//! Database repositories.

mod favorite;
mod professor;
mod review;
mod review_vote;
mod user;

pub use favorite::FavoriteRepository;
pub use professor::ProfessorRepository;
pub use review::ReviewRepository;
pub use review_vote::ReviewVoteRepository;
pub use user::UserRepository;
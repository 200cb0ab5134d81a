//! Create user table migration.

use sea_orm_migration::prelude::*;

#[derive(DeriveMigrationName)]
pub struct Migration;

#[async_trait::async_trait]
impl MigrationTrait for Migration {
    async fn up(&self, manager: &SchemaManager) -> Result<(), DbErr> {
        manager
            .create_table(
                Table::create()
                    .table(User::Table)
                    .if_not_exists()
                    .col(
                        ColumnDef::new(User::Id)
                            .string_len(32)
                            .not_null()
                            .primary_key(),
                    )
                    .col(
                        ColumnDef::new(User::Email)
                            .string_len(320)
                            .not_null()
                            .unique_key(),
                    )
                    .col(
                        ColumnDef::new(User::EmailLower)
                            .string_len(320)
                            .not_null()
                            .unique_key(),
                    )
                    .col(ColumnDef::new(User::PasswordHash).string_len(256).not_null())
                    .col(ColumnDef::new(User::Token).string_len(64).unique_key())
                    .col(ColumnDef::new(User::Name).string_len(256).not_null())
                    .col(
                        ColumnDef::new(User::Role)
                            .string_len(16)
                            .not_null()
                            .default("student"),
                    )
                    .col(
                        ColumnDef::new(User::CreatedAt)
                            .timestamp_with_time_zone()
                            .not_null()
                            .default(Expr::current_timestamp()),
                    )
                    .col(ColumnDef::new(User::UpdatedAt).timestamp_with_time_zone())
                    .to_owned(),
            )
            .await?;

        // Index: token (for bearer-token authentication)
        manager
            .create_index(
                Index::create()
                    .name("idx_user_token")
                    .table(User::Table)
                    .col(User::Token)
                    .to_owned(),
            )
            .await?;

        Ok(())
    }

    async fn down(&self, manager: &SchemaManager) -> Result<(), DbErr> {
        manager
            .drop_table(Table::drop().table(User::Table).to_owned())
            .await
    }
}

#[derive(Iden)]
enum User {
    Table,
    Id,
    Email,
    EmailLower,
    PasswordHash,
    Token,
    Name,
    Role,
    CreatedAt,
    UpdatedAt,
}
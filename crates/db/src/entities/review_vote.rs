//! Review vote entity (up/down votes on reviews).

use sea_orm::entity::prelude::*;
use serde::{Deserialize, Serialize};

/// Vote kinds. A single cast increments exactly one counter.
#[derive(Debug, Clone, Copy, PartialEq, Eq, EnumIter, DeriveActiveEnum, Serialize, Deserialize)]
#[sea_orm(rs_type = "String", db_type = "String(StringLen::N(8))")]
#[serde(rename_all = "lowercase")]
pub enum VoteKind {
    #[sea_orm(string_value = "up")]
    Up,
    #[sea_orm(string_value = "down")]
    Down,
}

#[derive(Clone, Debug, PartialEq, Eq, DeriveEntityModel, Serialize, Deserialize)]
#[sea_orm(table_name = "review_vote")]
pub struct Model {
    #[sea_orm(primary_key, auto_increment = false)]
    pub id: String,

    /// The review being voted on
    pub review_id: String,

    /// The voting user
    pub user_id: String,

    pub kind: VoteKind,

    pub created_at: DateTimeWithTimeZone,
}

#[derive(Copy, Clone, Debug, EnumIter, DeriveRelation)]
pub enum Relation {
    #[sea_orm(
        belongs_to = "super::review::Entity",
        from = "Column::ReviewId",
        to = "super::review::Column::Id",
        on_delete = "Cascade"
    )]
    Review,

    #[sea_orm(
        belongs_to = "super::user::Entity",
        from = "Column::UserId",
        to = "super::user::Column::Id",
        on_delete = "Cascade"
    )]
    User,
}

impl Related<super::review::Entity> for Entity {
    fn to() -> RelationDef {
        Relation::Review.def()
    }
}

impl Related<super::user::Entity> for Entity {
    fn to() -> RelationDef {
        Relation::User.def()
    }
}

impl ActiveModelBehavior for ActiveModel {}
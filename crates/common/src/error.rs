//! Error types for profrate.

use axum::{
    Json,
    http::StatusCode,
    response::{IntoResponse, Response},
};
use serde_json::json;
use thiserror::Error;

/// Application result type.
pub type AppResult<T> = Result<T, AppError>;

/// Application error type.
#[derive(Debug, Error)]
pub enum AppError {
    // === Client Errors ===
    #[error("Not found: {0}")]
    NotFound(String),

    #[error("User not found: {0}")]
    UserNotFound(String),

    #[error("Professor not found: {0}")]
    ProfessorNotFound(String),

    #[error("Review not found: {0}")]
    ReviewNotFound(String),

    #[error("Unauthorized")]
    Unauthorized,

    #[error("Forbidden: {0}")]
    Forbidden(String),

    #[error("Bad request: {0}")]
    BadRequest(String),

    #[error("Validation error: {0}")]
    Validation(String),

    /// One or more of the five category scores is unset or out of range.
    #[error("All rating categories must be scored from 1 to 5")]
    IncompleteRatings,

    /// The course field is empty after trimming.
    #[error("A course must be specified")]
    MissingCourse,

    /// The viewer has already reviewed this professor.
    #[error("Already reviewed this professor")]
    DuplicateReview,

    /// The viewer has already voted on this review.
    #[error("Already voted on this review")]
    AlreadyVoted,

    #[error("Conflict: {0}")]
    Conflict(String),

    // === Server Errors ===
    #[error("Database error: {0}")]
    Database(String),

    #[error("Configuration error: {0}")]
    Config(String),

    #[error("Internal error: {0}")]
    Internal(String),
}

impl AppError {
    /// Returns the HTTP status code for this error.
    #[must_use]
    pub const fn status_code(&self) -> StatusCode {
        match self {
            // 4xx Client Errors
            Self::NotFound(_)
            | Self::UserNotFound(_)
            | Self::ProfessorNotFound(_)
            | Self::ReviewNotFound(_) => StatusCode::NOT_FOUND,
            Self::Unauthorized => StatusCode::UNAUTHORIZED,
            Self::Forbidden(_) => StatusCode::FORBIDDEN,
            Self::BadRequest(_)
            | Self::Validation(_)
            | Self::IncompleteRatings
            | Self::MissingCourse => StatusCode::BAD_REQUEST,
            Self::DuplicateReview | Self::AlreadyVoted | Self::Conflict(_) => StatusCode::CONFLICT,

            // 5xx Server Errors
            Self::Database(_) | Self::Config(_) | Self::Internal(_) => {
                StatusCode::INTERNAL_SERVER_ERROR
            }
        }
    }

    /// Returns the error code for API responses.
    #[must_use]
    pub const fn error_code(&self) -> &'static str {
        match self {
            Self::NotFound(_) => "NOT_FOUND",
            Self::UserNotFound(_) => "USER_NOT_FOUND",
            Self::ProfessorNotFound(_) => "PROFESSOR_NOT_FOUND",
            Self::ReviewNotFound(_) => "REVIEW_NOT_FOUND",
            Self::Unauthorized => "UNAUTHORIZED",
            Self::Forbidden(_) => "FORBIDDEN",
            Self::BadRequest(_) => "BAD_REQUEST",
            Self::Validation(_) => "VALIDATION_ERROR",
            Self::IncompleteRatings => "INCOMPLETE_RATINGS",
            Self::MissingCourse => "MISSING_COURSE",
            Self::DuplicateReview => "DUPLICATE_REVIEW",
            Self::AlreadyVoted => "ALREADY_VOTED",
            Self::Conflict(_) => "CONFLICT",
            Self::Database(_) => "DATABASE_ERROR",
            Self::Config(_) => "CONFIG_ERROR",
            Self::Internal(_) => "INTERNAL_ERROR",
        }
    }

    /// Returns whether this error should be logged at error level.
    #[must_use]
    pub fn is_server_error(&self) -> bool {
        self.status_code().is_server_error()
    }
}

impl IntoResponse for AppError {
    fn into_response(self) -> Response {
        let status = self.status_code();
        let code = self.error_code();

        // Log server errors
        if self.is_server_error() {
            tracing::error!(error = %self, code = code, "Server error occurred");
        } else {
            tracing::debug!(error = %self, code = code, "Client error occurred");
        }

        let body = Json(json!({
            "error": {
                "code": code,
                "message": self.to_string(),
            }
        }));

        (status, body).into_response()
    }
}

// === From implementations ===

impl From<validator::ValidationErrors> for AppError {
    fn from(err: validator::ValidationErrors) -> Self {
        Self::Validation(err.to_string())
    }
}

impl From<config::ConfigError> for AppError {
    fn from(err: config::ConfigError) -> Self {
        Self::Config(err.to_string())
    }
}

impl From<anyhow::Error> for AppError {
    fn from(err: anyhow::Error) -> Self {
        Self::Internal(err.to_string())
    }
}

#[cfg(test)]
mod tests {
    use super::*;

    #[test]
    fn test_submission_errors_are_client_errors() {
        assert_eq!(
            AppError::IncompleteRatings.status_code(),
            StatusCode::BAD_REQUEST
        );
        assert_eq!(
            AppError::MissingCourse.status_code(),
            StatusCode::BAD_REQUEST
        );
        assert_eq!(
            AppError::DuplicateReview.status_code(),
            StatusCode::CONFLICT
        );
        assert_eq!(
            AppError::Unauthorized.status_code(),
            StatusCode::UNAUTHORIZED
        );
        assert!(!AppError::DuplicateReview.is_server_error());
    }

    #[test]
    fn test_error_codes_are_stable() {
        assert_eq!(AppError::IncompleteRatings.error_code(), "INCOMPLETE_RATINGS");
        assert_eq!(AppError::MissingCourse.error_code(), "MISSING_COURSE");
        assert_eq!(AppError::DuplicateReview.error_code(), "DUPLICATE_REVIEW");
        assert_eq!(AppError::AlreadyVoted.error_code(), "ALREADY_VOTED");
    }
}
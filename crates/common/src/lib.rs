//! Common utilities and shared types for profrate.
//!
//! This crate provides foundational components used across all profrate crates:
//!
//! - **Configuration**: Application settings via [`Config`]
//! - **Error handling**: Unified error types via [`AppError`] and [`AppResult`]
//! - **ID Generation**: ULID-based unique identifiers via [`IdGenerator`]
//!
//! # Example
//!
//! ```no_run
//! use profrate_common::{Config, IdGenerator, AppResult};
//!
//! fn example() -> AppResult<()> {
//!     let config = Config::load()?;
//!     let id_gen = IdGenerator::new();
//!     let id = id_gen.generate();
//!     println!("Generated ID: {}", id);
//!     Ok(())
//! }
//! ```

pub mod config;
pub mod error;
pub mod id;

pub use config::Config;
pub use error::{AppError, AppResult};
pub use id::IdGenerator;
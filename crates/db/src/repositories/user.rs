//! User repository.

use std::sync::Arc;

use crate::entities::{User, user};
use profrate_common::{AppError, AppResult};
use sea_orm::{
    ActiveModelTrait, ColumnTrait, DatabaseConnection, EntityTrait, PaginatorTrait, QueryFilter,
    QueryOrder, QuerySelect,
};

/// User repository for database operations.
#[derive(Clone)]
pub struct UserRepository {
    db: Arc<DatabaseConnection>,
}

impl UserRepository {
    /// Create a new user repository.
    #[must_use]
    pub const fn new(db: Arc<DatabaseConnection>) -> Self {
        Self { db }
    }

    /// Find a user by ID.
    pub async fn find_by_id(&self, id: &str) -> AppResult<Option<user::Model>> {
        User::find_by_id(id)
            .one(self.db.as_ref())
            .await
            .map_err(|e| AppError::Database(e.to_string()))
    }

    /// Get a user by ID, failing if it does not exist.
    pub async fn get_by_id(&self, id: &str) -> AppResult<user::Model> {
        self.find_by_id(id)
            .await?
            .ok_or_else(|| AppError::UserNotFound(id.to_string()))
    }

    /// Find a user by email (case-insensitive).
    pub async fn find_by_email(&self, email: &str) -> AppResult<Option<user::Model>> {
        User::find()
            .filter(user::Column::EmailLower.eq(email.to_lowercase()))
            .one(self.db.as_ref())
            .await
            .map_err(|e| AppError::Database(e.to_string()))
    }

    /// Find a user by access token.
    pub async fn find_by_token(&self, token: &str) -> AppResult<Option<user::Model>> {
        User::find()
            .filter(user::Column::Token.eq(token))
            .one(self.db.as_ref())
            .await
            .map_err(|e| AppError::Database(e.to_string()))
    }

    /// Create a new user.
    pub async fn create(&self, model: user::ActiveModel) -> AppResult<user::Model> {
        model
            .insert(self.db.as_ref())
            .await
            .map_err(|e| AppError::Database(e.to_string()))
    }

    /// Update a user.
    pub async fn update(&self, model: user::ActiveModel) -> AppResult<user::Model> {
        model
            .update(self.db.as_ref())
            .await
            .map_err(|e| AppError::Database(e.to_string()))
    }

    /// List users (paginated, newest first).
    pub async fn find_all(&self, limit: u64, until_id: Option<&str>) -> AppResult<Vec<user::Model>> {
        let mut query = User::find().order_by_desc(user::Column::Id);

        if let Some(id) = until_id {
            query = query.filter(user::Column::Id.lt(id));
        }

        query
            .limit(limit)
            .all(self.db.as_ref())
            .await
            .map_err(|e| AppError::Database(e.to_string()))
    }

    /// Count all users.
    pub async fn count(&self) -> AppResult<u64> {
        User::find()
            .count(self.db.as_ref())
            .await
            .map_err(|e| AppError::Database(e.to_string()))
    }
}

#[cfg(test)]
#[allow(clippy::unwrap_used)]
mod tests {
    use super::*;
    use chrono::Utc;
    use sea_orm::{DatabaseBackend, MockDatabase};

    fn create_test_user(id: &str, email: &str) -> user::Model {
        user::Model {
            id: id.to_string(),
            email: email.to_string(),
            email_lower: email.to_lowercase(),
            password_hash: "$argon2id$test".to_string(),
            token: Some("token".to_string()),
            name: "Test User".to_string(),
            role: user::Role::Student,
            created_at: Utc::now().into(),
            updated_at: None,
        }
    }

    #[tokio::test]
    async fn test_find_by_id_found() {
        let user = create_test_user("u1", "u1@example.edu");

        let db = Arc::new(
            MockDatabase::new(DatabaseBackend::Postgres)
                .append_query_results([[user.clone()]])
                .into_connection(),
        );

        let repo = UserRepository::new(db);
        let result = repo.find_by_id("u1").await.unwrap();

        assert!(result.is_some());
        assert_eq!(result.unwrap().email, "u1@example.edu");
    }

    #[tokio::test]
    async fn test_get_by_id_not_found() {
        let db = Arc::new(
            MockDatabase::new(DatabaseBackend::Postgres)
                .append_query_results([Vec::<user::Model>::new()])
                .into_connection(),
        );

        let repo = UserRepository::new(db);
        let result = repo.get_by_id("nonexistent").await;

        assert!(matches!(result, Err(AppError::UserNotFound(_))));
    }

    #[tokio::test]
    async fn test_find_by_email_lowercases() {
        let user = create_test_user("u1", "Mixed@Example.edu");

        let db = Arc::new(
            MockDatabase::new(DatabaseBackend::Postgres)
                .append_query_results([[user.clone()]])
                .into_connection(),
        );

        let repo = UserRepository::new(db);
        let result = repo.find_by_email("MIXED@EXAMPLE.EDU").await.unwrap();

        assert!(result.is_some());
        assert_eq!(result.unwrap().id, "u1");
    }
}
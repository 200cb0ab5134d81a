//! Meta endpoints.

use axum::{Json, Router, extract::State, routing::post};
use serde::Serialize;

use crate::middleware::AppState;

/// Server metadata response.
#[derive(Serialize)]
#[serde(rename_all = "camelCase")]
pub struct MetaResponse {
    pub name: String,
    pub version: String,
    pub description: Option<String>,
    pub maintainer_email: Option<String>,
}

/// Get server metadata.
async fn meta(State(state): State<AppState>) -> Json<MetaResponse> {
    Json(MetaResponse {
        name: state.instance.name.clone(),
        version: env!("CARGO_PKG_VERSION").to_string(),
        description: state.instance.description.clone(),
        maintainer_email: state.instance.maintainer_email.clone(),
    })
}

pub fn router() -> Router<AppState> {
    Router::new().route("/", post(meta))
}
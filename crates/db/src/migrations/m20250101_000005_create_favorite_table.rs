//! Create favorite table migration.

use sea_orm_migration::prelude::*;

#[derive(DeriveMigrationName)]
pub struct Migration;

#[async_trait::async_trait]
impl MigrationTrait for Migration {
    async fn up(&self, manager: &SchemaManager) -> Result<(), DbErr> {
        manager
            .create_table(
                Table::create()
                    .table(Favorite::Table)
                    .if_not_exists()
                    .col(
                        ColumnDef::new(Favorite::Id)
                            .string_len(32)
                            .not_null()
                            .primary_key(),
                    )
                    .col(ColumnDef::new(Favorite::UserId).string_len(32).not_null())
                    .col(
                        ColumnDef::new(Favorite::ProfessorId)
                            .string_len(32)
                            .not_null(),
                    )
                    .col(
                        ColumnDef::new(Favorite::CreatedAt)
                            .timestamp_with_time_zone()
                            .not_null()
                            .default(Expr::current_timestamp()),
                    )
                    .foreign_key(
                        ForeignKey::create()
                            .name("fk_favorite_user")
                            .from(Favorite::Table, Favorite::UserId)
                            .to(User::Table, User::Id)
                            .on_delete(ForeignKeyAction::Cascade),
                    )
                    .foreign_key(
                        ForeignKey::create()
                            .name("fk_favorite_professor")
                            .from(Favorite::Table, Favorite::ProfessorId)
                            .to(Professor::Table, Professor::Id)
                            .on_delete(ForeignKeyAction::Cascade),
                    )
                    .to_owned(),
            )
            .await?;

        // Unique index: (user_id, professor_id) - a professor is favorited at most once
        manager
            .create_index(
                Index::create()
                    .name("idx_favorite_user_professor")
                    .table(Favorite::Table)
                    .col(Favorite::UserId)
                    .col(Favorite::ProfessorId)
                    .unique()
                    .to_owned(),
            )
            .await?;

        Ok(())
    }

    async fn down(&self, manager: &SchemaManager) -> Result<(), DbErr> {
        manager
            .drop_table(Table::drop().table(Favorite::Table).to_owned())
            .await
    }
}

#[derive(Iden)]
enum Favorite {
    Table,
    Id,
    UserId,
    ProfessorId,
    CreatedAt,
}

#[derive(Iden)]
enum User {
    Table,
    Id,
}

#[derive(Iden)]
enum Professor {
    Table,
    Id,
}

* * *

**Action item**
Write out exactly the lines that fall from the line with "filename crates/db/src/entities/review_vote.rs" to the line with "DeriveActiveEnum, Serialize, Deserialize)]" in the records above, keeping both ends.

**Exercise solution**
filename crates/db/src/entities/review_vote.rs
//! Review vote entity (up/down votes on reviews).

use sea_orm::entity::prelude::*;
use serde::{Deserialize, Serialize};

/// Vote kinds. A single cast increments exactly one counter.
#[derive(Debug, Clone, Copy, PartialEq, Eq, EnumIter, DeriveActiveEnum, Serialize, Deserialize)]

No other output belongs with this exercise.